PROBLEM TO SOLVE: The lines from the start of the records through the one containing "impl Default for" are to be transcribed exactly, and nothing else.

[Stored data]
■ ■ ■ ■ ■

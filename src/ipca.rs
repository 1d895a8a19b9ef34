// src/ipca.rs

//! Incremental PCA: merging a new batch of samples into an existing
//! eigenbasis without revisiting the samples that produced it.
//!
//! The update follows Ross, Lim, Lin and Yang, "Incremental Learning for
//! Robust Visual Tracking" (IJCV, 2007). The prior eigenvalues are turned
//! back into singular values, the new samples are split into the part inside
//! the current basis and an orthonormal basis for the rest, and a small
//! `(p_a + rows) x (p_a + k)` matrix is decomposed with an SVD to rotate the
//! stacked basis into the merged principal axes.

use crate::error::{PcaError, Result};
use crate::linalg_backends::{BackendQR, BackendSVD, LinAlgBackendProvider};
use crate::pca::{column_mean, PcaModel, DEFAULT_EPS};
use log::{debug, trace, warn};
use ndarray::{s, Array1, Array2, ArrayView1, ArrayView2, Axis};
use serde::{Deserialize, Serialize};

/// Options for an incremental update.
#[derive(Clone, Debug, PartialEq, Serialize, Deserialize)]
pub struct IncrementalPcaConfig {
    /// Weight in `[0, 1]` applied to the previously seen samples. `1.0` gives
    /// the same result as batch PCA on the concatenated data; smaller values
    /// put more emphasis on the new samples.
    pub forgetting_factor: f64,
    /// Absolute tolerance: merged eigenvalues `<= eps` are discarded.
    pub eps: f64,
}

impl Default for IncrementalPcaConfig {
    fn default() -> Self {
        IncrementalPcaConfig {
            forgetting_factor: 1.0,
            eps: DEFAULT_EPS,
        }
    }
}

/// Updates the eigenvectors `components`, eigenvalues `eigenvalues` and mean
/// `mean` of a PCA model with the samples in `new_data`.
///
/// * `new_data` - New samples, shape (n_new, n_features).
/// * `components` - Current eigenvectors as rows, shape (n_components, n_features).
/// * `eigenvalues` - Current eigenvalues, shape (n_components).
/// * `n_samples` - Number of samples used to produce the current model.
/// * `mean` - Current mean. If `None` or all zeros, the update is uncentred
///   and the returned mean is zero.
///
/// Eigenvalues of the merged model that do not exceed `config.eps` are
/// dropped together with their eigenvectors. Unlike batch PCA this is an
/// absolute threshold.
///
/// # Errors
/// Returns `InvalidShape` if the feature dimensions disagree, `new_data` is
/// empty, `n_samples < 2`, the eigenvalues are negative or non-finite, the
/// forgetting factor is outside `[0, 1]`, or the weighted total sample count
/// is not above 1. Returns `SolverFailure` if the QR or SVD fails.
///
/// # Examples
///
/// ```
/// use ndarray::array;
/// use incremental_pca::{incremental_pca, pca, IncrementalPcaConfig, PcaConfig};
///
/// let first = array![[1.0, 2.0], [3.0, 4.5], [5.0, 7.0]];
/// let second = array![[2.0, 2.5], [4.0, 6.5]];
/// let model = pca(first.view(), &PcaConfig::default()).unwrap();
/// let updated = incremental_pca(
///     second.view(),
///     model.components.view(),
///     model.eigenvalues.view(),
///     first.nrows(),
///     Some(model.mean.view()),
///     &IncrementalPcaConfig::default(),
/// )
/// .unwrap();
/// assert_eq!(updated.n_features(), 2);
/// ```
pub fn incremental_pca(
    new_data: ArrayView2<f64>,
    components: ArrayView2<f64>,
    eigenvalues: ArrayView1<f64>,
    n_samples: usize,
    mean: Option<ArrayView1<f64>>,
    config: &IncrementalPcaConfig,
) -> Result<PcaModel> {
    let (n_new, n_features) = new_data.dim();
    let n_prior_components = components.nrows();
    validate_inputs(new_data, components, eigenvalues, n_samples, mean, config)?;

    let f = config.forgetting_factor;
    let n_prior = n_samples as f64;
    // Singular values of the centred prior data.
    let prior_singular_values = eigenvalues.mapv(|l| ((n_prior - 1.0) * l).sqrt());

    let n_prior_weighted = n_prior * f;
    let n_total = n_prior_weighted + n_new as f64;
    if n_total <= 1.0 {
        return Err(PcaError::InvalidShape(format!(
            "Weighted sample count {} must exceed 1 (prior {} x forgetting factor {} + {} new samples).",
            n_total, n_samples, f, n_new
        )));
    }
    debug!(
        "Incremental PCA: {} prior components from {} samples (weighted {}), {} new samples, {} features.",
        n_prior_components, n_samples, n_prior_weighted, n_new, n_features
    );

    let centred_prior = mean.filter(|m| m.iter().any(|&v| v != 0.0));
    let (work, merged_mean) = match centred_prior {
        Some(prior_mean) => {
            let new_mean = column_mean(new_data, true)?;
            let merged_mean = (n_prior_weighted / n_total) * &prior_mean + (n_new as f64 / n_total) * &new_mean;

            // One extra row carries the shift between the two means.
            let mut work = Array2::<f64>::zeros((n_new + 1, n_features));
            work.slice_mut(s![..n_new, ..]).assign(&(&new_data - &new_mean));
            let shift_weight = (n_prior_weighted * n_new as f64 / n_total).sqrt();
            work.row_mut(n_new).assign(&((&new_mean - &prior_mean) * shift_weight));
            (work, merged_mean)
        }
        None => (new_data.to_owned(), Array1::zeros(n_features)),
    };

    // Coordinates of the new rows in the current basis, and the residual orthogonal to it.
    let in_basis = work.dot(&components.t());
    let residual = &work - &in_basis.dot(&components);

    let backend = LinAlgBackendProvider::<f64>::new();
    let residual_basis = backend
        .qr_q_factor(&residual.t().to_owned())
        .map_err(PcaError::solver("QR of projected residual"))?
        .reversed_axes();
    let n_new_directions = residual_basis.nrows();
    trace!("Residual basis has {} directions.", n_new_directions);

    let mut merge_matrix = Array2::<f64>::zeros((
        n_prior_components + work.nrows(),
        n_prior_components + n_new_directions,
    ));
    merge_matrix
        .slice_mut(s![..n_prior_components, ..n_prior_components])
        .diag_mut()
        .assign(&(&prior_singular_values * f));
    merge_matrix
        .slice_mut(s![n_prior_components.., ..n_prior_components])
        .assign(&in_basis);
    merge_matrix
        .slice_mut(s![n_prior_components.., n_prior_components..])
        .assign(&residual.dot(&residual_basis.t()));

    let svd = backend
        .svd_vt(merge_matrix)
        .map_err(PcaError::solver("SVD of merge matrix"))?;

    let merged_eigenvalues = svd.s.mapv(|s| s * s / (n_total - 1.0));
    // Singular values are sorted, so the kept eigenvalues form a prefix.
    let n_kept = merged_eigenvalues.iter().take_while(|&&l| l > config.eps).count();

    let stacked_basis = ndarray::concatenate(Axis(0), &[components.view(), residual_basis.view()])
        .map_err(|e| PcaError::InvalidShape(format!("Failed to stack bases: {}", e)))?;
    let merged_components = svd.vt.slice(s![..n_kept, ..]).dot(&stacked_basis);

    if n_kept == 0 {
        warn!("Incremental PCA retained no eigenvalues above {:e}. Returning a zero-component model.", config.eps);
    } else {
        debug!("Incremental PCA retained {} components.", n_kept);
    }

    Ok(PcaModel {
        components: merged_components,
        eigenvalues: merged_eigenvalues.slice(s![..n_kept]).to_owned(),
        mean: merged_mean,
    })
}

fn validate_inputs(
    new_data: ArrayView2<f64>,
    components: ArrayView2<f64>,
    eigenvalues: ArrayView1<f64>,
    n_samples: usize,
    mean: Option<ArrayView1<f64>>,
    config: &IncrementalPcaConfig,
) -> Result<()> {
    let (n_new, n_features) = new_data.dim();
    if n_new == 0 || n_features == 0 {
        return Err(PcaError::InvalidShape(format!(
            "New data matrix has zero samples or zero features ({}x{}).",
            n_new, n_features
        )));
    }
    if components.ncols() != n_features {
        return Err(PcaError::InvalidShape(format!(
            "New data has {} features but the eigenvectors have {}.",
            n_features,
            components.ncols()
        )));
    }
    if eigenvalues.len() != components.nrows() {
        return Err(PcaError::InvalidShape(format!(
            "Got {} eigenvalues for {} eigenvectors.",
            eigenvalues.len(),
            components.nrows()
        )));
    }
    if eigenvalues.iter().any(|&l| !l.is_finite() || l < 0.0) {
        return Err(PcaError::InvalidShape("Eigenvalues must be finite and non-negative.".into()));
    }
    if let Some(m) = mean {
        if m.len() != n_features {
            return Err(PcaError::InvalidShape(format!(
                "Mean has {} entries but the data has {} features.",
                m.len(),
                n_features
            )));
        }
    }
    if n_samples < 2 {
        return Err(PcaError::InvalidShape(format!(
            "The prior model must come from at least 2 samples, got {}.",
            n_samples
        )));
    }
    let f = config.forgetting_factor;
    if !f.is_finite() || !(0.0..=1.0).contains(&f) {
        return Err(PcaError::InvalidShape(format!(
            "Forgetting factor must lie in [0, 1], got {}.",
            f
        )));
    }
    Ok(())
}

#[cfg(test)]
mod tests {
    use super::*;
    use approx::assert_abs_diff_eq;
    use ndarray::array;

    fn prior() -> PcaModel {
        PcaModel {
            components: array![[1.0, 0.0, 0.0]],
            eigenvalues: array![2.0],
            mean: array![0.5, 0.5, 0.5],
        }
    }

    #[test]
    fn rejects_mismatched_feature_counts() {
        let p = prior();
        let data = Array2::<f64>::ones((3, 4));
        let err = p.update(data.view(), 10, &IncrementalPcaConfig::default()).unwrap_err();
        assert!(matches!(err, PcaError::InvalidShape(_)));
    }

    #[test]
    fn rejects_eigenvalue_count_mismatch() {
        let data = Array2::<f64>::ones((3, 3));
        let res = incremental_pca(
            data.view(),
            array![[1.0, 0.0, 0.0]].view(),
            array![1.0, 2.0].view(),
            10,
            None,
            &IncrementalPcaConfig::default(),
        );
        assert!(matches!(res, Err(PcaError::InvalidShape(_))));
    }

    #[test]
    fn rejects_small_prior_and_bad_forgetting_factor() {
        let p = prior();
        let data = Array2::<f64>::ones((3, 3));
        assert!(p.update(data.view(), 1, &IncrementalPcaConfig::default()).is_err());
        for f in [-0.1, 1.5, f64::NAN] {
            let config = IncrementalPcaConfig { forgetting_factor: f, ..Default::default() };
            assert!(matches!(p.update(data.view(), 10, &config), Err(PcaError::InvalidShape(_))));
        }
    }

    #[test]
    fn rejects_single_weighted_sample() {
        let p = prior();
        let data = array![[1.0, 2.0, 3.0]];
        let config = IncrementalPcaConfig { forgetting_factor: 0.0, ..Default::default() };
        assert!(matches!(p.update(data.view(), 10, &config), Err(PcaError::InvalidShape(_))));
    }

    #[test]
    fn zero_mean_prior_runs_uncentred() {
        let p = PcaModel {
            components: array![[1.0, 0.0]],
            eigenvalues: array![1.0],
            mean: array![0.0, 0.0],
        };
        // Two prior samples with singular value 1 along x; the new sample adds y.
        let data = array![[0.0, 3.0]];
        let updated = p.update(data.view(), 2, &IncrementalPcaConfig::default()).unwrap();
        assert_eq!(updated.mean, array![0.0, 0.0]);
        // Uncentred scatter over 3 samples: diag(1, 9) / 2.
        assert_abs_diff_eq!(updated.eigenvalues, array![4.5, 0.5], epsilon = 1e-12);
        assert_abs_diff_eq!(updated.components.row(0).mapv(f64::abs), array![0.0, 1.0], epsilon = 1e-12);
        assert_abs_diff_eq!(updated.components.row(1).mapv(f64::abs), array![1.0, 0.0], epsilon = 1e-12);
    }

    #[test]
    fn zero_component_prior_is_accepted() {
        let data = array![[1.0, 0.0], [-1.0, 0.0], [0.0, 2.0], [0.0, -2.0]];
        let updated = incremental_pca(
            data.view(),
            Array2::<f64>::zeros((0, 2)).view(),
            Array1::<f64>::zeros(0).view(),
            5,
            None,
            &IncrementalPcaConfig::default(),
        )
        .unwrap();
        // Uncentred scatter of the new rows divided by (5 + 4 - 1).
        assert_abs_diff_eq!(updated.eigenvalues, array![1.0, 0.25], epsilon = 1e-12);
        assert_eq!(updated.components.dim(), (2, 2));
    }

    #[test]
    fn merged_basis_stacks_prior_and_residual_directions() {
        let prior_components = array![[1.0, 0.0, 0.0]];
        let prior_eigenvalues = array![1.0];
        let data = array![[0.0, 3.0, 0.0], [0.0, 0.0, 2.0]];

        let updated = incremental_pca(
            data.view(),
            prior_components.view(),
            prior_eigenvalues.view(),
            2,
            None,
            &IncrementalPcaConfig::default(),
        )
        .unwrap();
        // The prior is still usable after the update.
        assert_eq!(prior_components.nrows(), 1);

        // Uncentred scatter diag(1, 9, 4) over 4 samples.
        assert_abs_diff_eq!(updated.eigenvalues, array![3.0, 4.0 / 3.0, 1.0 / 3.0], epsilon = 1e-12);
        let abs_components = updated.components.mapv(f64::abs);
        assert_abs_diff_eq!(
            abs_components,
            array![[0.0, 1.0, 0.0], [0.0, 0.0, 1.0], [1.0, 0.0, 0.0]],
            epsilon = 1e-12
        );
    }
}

■ ■ ■ ■ ■

ANSWER TO THIS PROBLEM:
filename src/ipca.rs
repository 1d895a8a19b9ef34
// src/ipca.rs

//! Incremental PCA: merging a new batch of samples into an existing
//! eigenbasis without revisiting the samples that produced it.
//!
//! The update follows Ross, Lim, Lin and Yang, "Incremental Learning for
//! Robust Visual Tracking" (IJCV, 2007). The prior eigenvalues are turned
//! back into singular values, the new samples are split into the part inside
//! the current basis and an orthonormal basis for the rest, and a small
//! `(p_a + rows) x (p_a + k)` matrix is decomposed with an SVD to rotate the
//! stacked basis into the merged principal axes.

use crate::error::{PcaError, Result};
use crate::linalg_backends::{BackendQR, BackendSVD, LinAlgBackendProvider};
use crate::pca::{column_mean, PcaModel, DEFAULT_EPS};
use log::{debug, trace, warn};
use ndarray::{s, Array1, Array2, ArrayView1, ArrayView2, Axis};
use serde::{Deserialize, Serialize};

/// Options for an incremental update.
#[derive(Clone, Debug, PartialEq, Serialize, Deserialize)]
pub struct IncrementalPcaConfig {
    /// Weight in `[0, 1]` applied to the previously seen samples. `1.0` gives
    /// the same result as batch PCA on the concatenated data; smaller values
    /// put more emphasis on the new samples.
    pub forgetting_factor: f64,
    /// Absolute tolerance: merged eigenvalues `<= eps` are discarded.
    pub eps: f64,
}

impl Default for IncrementalPcaConfig {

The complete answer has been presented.